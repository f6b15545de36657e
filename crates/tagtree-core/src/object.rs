//! Native object graphs.
//!
//! [`Object`] is the in-memory side of a conversion: primitives, shared
//! lists and maps, and instances of custom native types. Lists, maps and
//! native instances are reference-counted handles, so an object graph may
//! share sub-objects and may even contain itself.

use crate::node::NodeId;
use indexmap::IndexMap;
use std::any::{Any, TypeId};
use std::cell::{Ref, RefCell, RefMut};
use std::fmt;
use std::rc::Rc;
use std::thread::LocalKey;

/// Instance of a custom native type.
///
/// Implemented for every `'static` type with `Debug` and `PartialEq`;
/// converters declare which of these types they handle via [`TypeRef`].
pub trait NativeObject: Any + fmt::Debug {
    fn as_any(&self) -> &dyn Any;

    fn into_any_rc(self: Rc<Self>) -> Rc<dyn Any>;

    /// Fully-qualified runtime type name, e.g. `my_crate::geo::Point`.
    fn type_name(&self) -> &'static str;

    fn dyn_eq(&self, other: &dyn NativeObject) -> bool;
}

impl<T: Any + fmt::Debug + PartialEq> NativeObject for T {
    fn as_any(&self) -> &dyn Any {
        self
    }

    fn into_any_rc(self: Rc<Self>) -> Rc<dyn Any> {
        self
    }

    fn type_name(&self) -> &'static str {
        std::any::type_name::<T>()
    }

    fn dyn_eq(&self, other: &dyn NativeObject) -> bool {
        other
            .as_any()
            .downcast_ref::<T>()
            .is_some_and(|other| other == self)
    }
}

fn address<T: ?Sized>(rc: &Rc<T>) -> usize {
    Rc::as_ptr(rc) as *const () as usize
}

type Visiting<K> = RefCell<Vec<K>>;

thread_local! {
    /// Containers being formatted on this thread.
    static FORMATTING: Visiting<usize> = const { RefCell::new(Vec::new()) };
    /// Container pairs being compared on this thread.
    static COMPARING: Visiting<(usize, usize)> = const { RefCell::new(Vec::new()) };
}

/// Run `f` with `key` marked as visited. Returns `None` without running `f`
/// when `key` is already being visited further up the stack.
fn visit<K, R>(
    visiting: &'static LocalKey<Visiting<K>>,
    key: K,
    f: impl FnOnce() -> R,
) -> Option<R>
where
    K: Copy + PartialEq + 'static,
{
    let entered = visiting.with(|stack| {
        let mut stack = stack.borrow_mut();
        if stack.contains(&key) {
            return false;
        }
        stack.push(key);
        true
    });
    if !entered {
        return None;
    }

    struct Leave<K: Copy + PartialEq + 'static> {
        visiting: &'static LocalKey<Visiting<K>>,
        key: K,
    }

    impl<K: Copy + PartialEq + 'static> Drop for Leave<K> {
        fn drop(&mut self) {
            self.visiting.with(|stack| {
                let mut stack = stack.borrow_mut();
                if let Some(pos) = stack.iter().rposition(|k| *k == self.key) {
                    stack.remove(pos);
                }
            });
        }
    }

    let _leave = Leave { visiting, key };
    Some(f())
}
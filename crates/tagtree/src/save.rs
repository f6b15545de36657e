//! Native objects to tagged trees.

use crate::error::{ConversionError, Result};
use std::collections::HashMap;
use std::rc::Rc;
use tagtree_core::{NativeObject, Node, NodeValue, Object, Scalar};
use tagtree_extension::SerializationContext;
use tracing::debug;

/// Convert an object graph to a tagged tree.
///
/// Lists, maps and native instances that appear more than once become a
/// single shared node, so a graph that contains itself yields a cyclic
/// tree.
pub fn to_tree(obj: &Object, ctx: &SerializationContext) -> Result<Node> {
    Saver {
        ctx,
        memo: HashMap::new(),
    }
    .convert(obj)
}

struct Saver<'a> {
    ctx: &'a SerializationContext,
    /// Keyed by object identity. The object is held so that its address
    /// cannot be reused during the pass.
    memo: HashMap<usize, (Object, Node)>,
}

impl Saver<'_> {
    fn convert(&mut self, obj: &Object) -> Result<Node> {
        let identity = obj.identity();
        if let Some((_, node)) = identity.and_then(|id| self.memo.get(&id)) {
            return Ok(node.clone());
        }

        let node = match obj {
            Object::Null => Node::null(),
            Object::Bool(b) => Node::scalar(*b),
            Object::Int(i) => Node::scalar(*i),
            Object::Float(f) => Node::scalar(*f),
            Object::String(s) => Node::scalar(s.as_str()),
            Object::Bytes(b) => Node::scalar(Scalar::Binary(b.clone())),
            Object::List(list) => {
                let node = Node::new(NodeValue::Sequence(Vec::with_capacity(list.len())));
                self.remember(identity, obj, &node);
                for item in list.to_vec() {
                    let child = self.convert(&item)?;
                    node.push(child);
                }
                node
            }
            Object::Map(map) => {
                let node = Node::new(NodeValue::Mapping(Default::default()));
                self.remember(identity, obj, &node);
                for (key, value) in map.entries() {
                    let child = self.convert(&value)?;
                    node.insert(key, child);
                }
                node
            }
            Object::Native(native) => {
                let node = Node::null();
                self.remember(identity, obj, &node);
                self.convert_native(obj, native, &node)?;
                node
            }
            Object::Pending(_) => {
                return Err(ConversionError::Unrepresentable {
                    type_name: "unresolved back-reference".to_string(),
                });
            }
        };
        Ok(node)
    }

    fn remember(&mut self, identity: Option<usize>, obj: &Object, node: &Node) {
        if let Some(id) = identity {
            self.memo.insert(id, (obj.clone(), node.clone()));
        }
    }

    /// Fill `node`, already registered for `obj`, from the converter's output.
    fn convert_native(
        &mut self,
        obj: &Object,
        native: &Rc<dyn NativeObject>,
        node: &Node,
    ) -> Result<()> {
        let ctx = self.ctx;
        let converter = ctx
            .registry()
            .converter_for_object(native.as_ref())
            .ok_or_else(|| ConversionError::Unrepresentable {
                type_name: native.type_name().to_string(),
            })?;

        let tag = converter.select_tag(obj, ctx);
        let raw = converter.to_tree(obj, tag.as_ref(), ctx).map_err(|source| {
            ConversionError::converter(tag.as_ref(), converter.class_name(), source)
        })?;

        let invalid = match raw {
            Object::Pending(_) => true,
            Object::Native(_) => tag.is_some(),
            _ => false,
        };
        if invalid {
            return Err(ConversionError::InvalidTreeValue {
                converter: converter.class_name().to_string(),
                kind: raw.kind().to_string(),
            });
        }

        debug!(
            converter = converter.class_name(),
            tag = tag.as_ref().map(|t| t.as_str()),
            "Converted native object"
        );

        // Without a tag the output is converted again as a fresh object,
        // possibly by another converter.
        let converted = self.convert(&raw)?;
        node.assume(&converted);
        if tag.is_some() {
            node.set_tag(tag);
        }
        Ok(())
    }
}
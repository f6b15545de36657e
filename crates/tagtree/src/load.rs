//! Tagged trees to native objects.
//!
//! Nodes are converted bottom-up: a converter sees its node's children
//! already converted. A node that is reached again while it is still being
//! converted (a cycle through tagged nodes) is represented by
//! [`Object::Pending`] in the container slot that refers to it; the slot is
//! patched with the node's result as soon as that result exists. Deferred
//! conversions are completed last, in the order their placeholders were
//! emitted, once every slot has been patched.

use crate::error::{ConversionError, Result};
use std::collections::{HashMap, HashSet, VecDeque};
use tagtree_core::{
    ListRef, MapRef, Node, NodeId, NodeValue, Object, Scalar, TagUri, WarningCategory, Warnings,
};
use tagtree_extension::{ConverterProxy, Deferred, FromTree, SerializationContext};
use tracing::debug;

/// Convert a tagged tree to an object graph.
///
/// Tags without a converter are not an error: their nodes are converted to
/// raw lists, maps and primitives, and an unresolved-tag warning is
/// recorded once per distinct tag unless
/// `suppress_unresolved_tag_warnings` is set.
pub fn from_tree(
    node: &Node,
    ctx: &SerializationContext,
    warnings: &mut Warnings,
) -> Result<Object> {
    let mut loader = Loader {
        ctx,
        warnings,
        done: HashMap::new(),
        in_progress: HashSet::new(),
        pending: HashMap::new(),
        deferred: VecDeque::new(),
        unresolved: HashSet::new(),
    };
    let obj = loader.convert(node)?;
    loader.complete()?;

    Ok(match obj {
        Object::Pending(id) => loader.done.get(&id).cloned().unwrap_or(Object::Pending(id)),
        obj => obj,
    })
}

/// A container slot holding a back-reference to an unfinished node.
enum Slot {
    Seq(ListRef, usize),
    Map(MapRef, String),
}

struct Completion {
    tag: TagUri,
    converter: &'static str,
    deferred: Deferred,
}

struct Loader<'a> {
    ctx: &'a SerializationContext,
    warnings: &'a mut Warnings,
    done: HashMap<NodeId, Object>,
    in_progress: HashSet<NodeId>,
    pending: HashMap<NodeId, Vec<Slot>>,
    deferred: VecDeque<Completion>,
    unresolved: HashSet<TagUri>,
}

impl Loader<'_> {
    fn convert(&mut self, node: &Node) -> Result<Object> {
        let id = node.id();
        if let Some(obj) = self.done.get(&id) {
            return Ok(obj.clone());
        }
        if self.in_progress.contains(&id) {
            return Ok(Object::Pending(id));
        }

        let ctx = self.ctx;
        let tag = node.tag();
        let converter = tag
            .as_ref()
            .and_then(|t| ctx.registry().converter_for_tag(t));

        match (tag, converter) {
            (Some(tag), Some(converter)) => {
                self.in_progress.insert(id);
                let raw = self.convert_value(node, None)?;
                let result = self.call_converter(converter, raw, tag)?;
                self.in_progress.remove(&id);
                self.finish(id, result.clone());
                Ok(result)
            }
            (tag, _) => {
                // Raw containers are their own result, so they are
                // registered before their children are visited.
                let raw = self.convert_value(node, Some(id))?;
                if let Some(tag) = tag {
                    self.unresolved_tag(tag);
                }
                Ok(raw)
            }
        }
    }

    /// Convert the content of `node` to a raw value. With `register`, the
    /// raw value is recorded as the node's final result.
    fn convert_value(&mut self, node: &Node, register: Option<NodeId>) -> Result<Object> {
        let value = node.value().clone();
        let raw = match value {
            NodeValue::Scalar(scalar) => scalar_to_object(scalar),
            NodeValue::Sequence(items) => {
                let list = ListRef::new(Vec::with_capacity(items.len()));
                if let Some(id) = register {
                    self.finish(id, Object::List(list.clone()));
                }
                for (index, item) in items.iter().enumerate() {
                    let child = self.convert(item)?;
                    if let Object::Pending(target) = child {
                        self.pending
                            .entry(target)
                            .or_default()
                            .push(Slot::Seq(list.clone(), index));
                    }
                    list.push(child);
                }
                return Ok(Object::List(list));
            }
            NodeValue::Mapping(entries) => {
                let map = MapRef::default();
                if let Some(id) = register {
                    self.finish(id, Object::Map(map.clone()));
                }
                for (key, item) in entries.iter() {
                    let child = self.convert(item)?;
                    if let Object::Pending(target) = child {
                        self.pending
                            .entry(target)
                            .or_default()
                            .push(Slot::Map(map.clone(), key.clone()));
                    }
                    map.insert(key.clone(), child);
                }
                return Ok(Object::Map(map));
            }
        };
        if let Some(id) = register {
            self.finish(id, raw.clone());
        }
        Ok(raw)
    }

    fn call_converter(
        &mut self,
        converter: &ConverterProxy,
        raw: Object,
        tag: TagUri,
    ) -> Result<Object> {
        let converted = converter.from_tree(raw, &tag, self.ctx).map_err(|source| {
            ConversionError::converter(Some(&tag), converter.class_name(), source)
        })?;

        debug!(converter = converter.class_name(), tag = %tag, "Converted tagged node");

        Ok(match converted {
            FromTree::Ready(obj) => obj,
            FromTree::Deferred(mut deferred) => {
                let placeholder = deferred.emit_placeholder();
                self.deferred.push_back(Completion {
                    tag,
                    converter: converter.class_name(),
                    deferred,
                });
                placeholder
            }
        })
    }

    /// Record the result of a node and patch every slot waiting for it.
    fn finish(&mut self, id: NodeId, result: Object) {
        if let Some(slots) = self.pending.remove(&id) {
            for slot in slots {
                match slot {
                    Slot::Seq(list, index) => list.set(index, result.clone()),
                    Slot::Map(map, key) => map.insert(key, result.clone()),
                }
            }
        }
        self.done.insert(id, result);
    }

    fn unresolved_tag(&mut self, tag: TagUri) {
        if self.ctx.options().suppress_unresolved_tag_warnings {
            return;
        }
        if self.unresolved.insert(tag.clone()) {
            self.warnings.warn(
                WarningCategory::UnresolvedTag,
                format!("{tag} is not recognized, converting to raw data structure"),
            );
        }
    }

    /// Drive every deferred conversion to completion, first emitted first.
    fn complete(&mut self) -> Result<()> {
        while let Some(mut completion) = self.deferred.pop_front() {
            completion.deferred.finish().map_err(|source| {
                ConversionError::converter(Some(&completion.tag), completion.converter, source)
            })?;
        }
        Ok(())
    }
}

fn scalar_to_object(scalar: Scalar) -> Object {
    match scalar {
        Scalar::Null => Object::Null,
        Scalar::Bool(b) => Object::Bool(b),
        Scalar::Int(i) => Object::Int(i),
        Scalar::Float(f) => Object::Float(f),
        Scalar::String(s) => Object::String(s),
        Scalar::Binary(b) => Object::Bytes(b),
    }
}
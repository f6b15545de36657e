//! Error types for extension loading and plugin discovery

use tagtree_core::TagError;
use thiserror::Error;

/// Result type for extension validation
pub type Result<T> = std::result::Result<T, ConfigurationError>;

/// Errors raised while validating an extension or one of its converters.
///
/// Fatal to the extension involved, never to the process: discovery turns
/// them into warnings and skips the extension.
#[derive(Debug, Error)]
pub enum ConfigurationError {
    /// A converter declared a tag pattern that does not parse
    #[error("Converter {converter} declares a malformed tag pattern: {source}")]
    MalformedTagPattern {
        converter: String,
        #[source]
        source: TagError,
    },

    /// A converter declared a type reference that cannot name a type
    #[error("Converter {converter} declares an invalid type '{type_name}'")]
    TypeMismatch {
        converter: String,
        type_name: String,
    },

    /// A converter resolved several tags without being able to choose one
    #[error(
        "Converter {converter} handles multiple tags for this extension ({}), but does not implement a tag selector",
        .tags.join(", ")
    )]
    AmbiguousTags {
        converter: String,
        tags: Vec<String>,
    },
}

/// Errors returned by plugin factories.
///
/// Discovery never propagates these; each one becomes a plugin-discovery
/// warning naming the entry point.
#[derive(Debug, Error)]
pub enum PluginError {
    /// The factory could not produce its items
    #[error("{0}")]
    Failed(String),

    /// The factory depends on something that is not available
    #[error("missing dependency: {0}")]
    MissingDependency(String),

    /// The factory panicked
    #[error("{0}")]
    Panicked(String),

    /// Any other error
    #[error(transparent)]
    Other(#[from] anyhow::Error),
}

impl PluginError {
    /// Create a new failure
    pub fn failed(msg: impl Into<String>) -> Self {
        PluginError::Failed(msg.into())
    }

    /// Short name of the error kind, for diagnostics
    pub fn kind(&self) -> &'static str {
        match self {
            PluginError::Failed(_) => "Failed",
            PluginError::MissingDependency(_) => "MissingDependency",
            PluginError::Panicked(_) => "Panicked",
            PluginError::Other(_) => "Error",
        }
    }
}

#[cfg(test)]
mod tests {
    use super::*;

    #[test]
    fn test_ambiguous_tags_message_lists_tags() {
        let err = ConfigurationError::AmbiguousTags {
            converter: "geo::PointConverter".into(),
            tags: vec!["tag:a:point-1.0.0".into(), "tag:a:point-1.1.0".into()],
        };
        let msg = err.to_string();
        assert!(msg.contains("geo::PointConverter"));
        assert!(msg.contains("tag:a:point-1.0.0, tag:a:point-1.1.0"));
    }

    #[test]
    fn test_plugin_error_kind() {
        assert_eq!(PluginError::failed("NOPE").kind(), "Failed");
        assert_eq!(PluginError::failed("NOPE").to_string(), "NOPE");
        let other: PluginError = anyhow::anyhow!("boom").into();
        assert_eq!(other.kind(), "Error");
    }
}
--
What you have to do:
From the material above, copy every line that has the word "discovery" in it.

Solved exercise:
//! Error types for extension loading and plugin discovery
/// Fatal to the extension involved, never to the process: discovery turns
/// Discovery never propagates these; each one becomes a plugin-discovery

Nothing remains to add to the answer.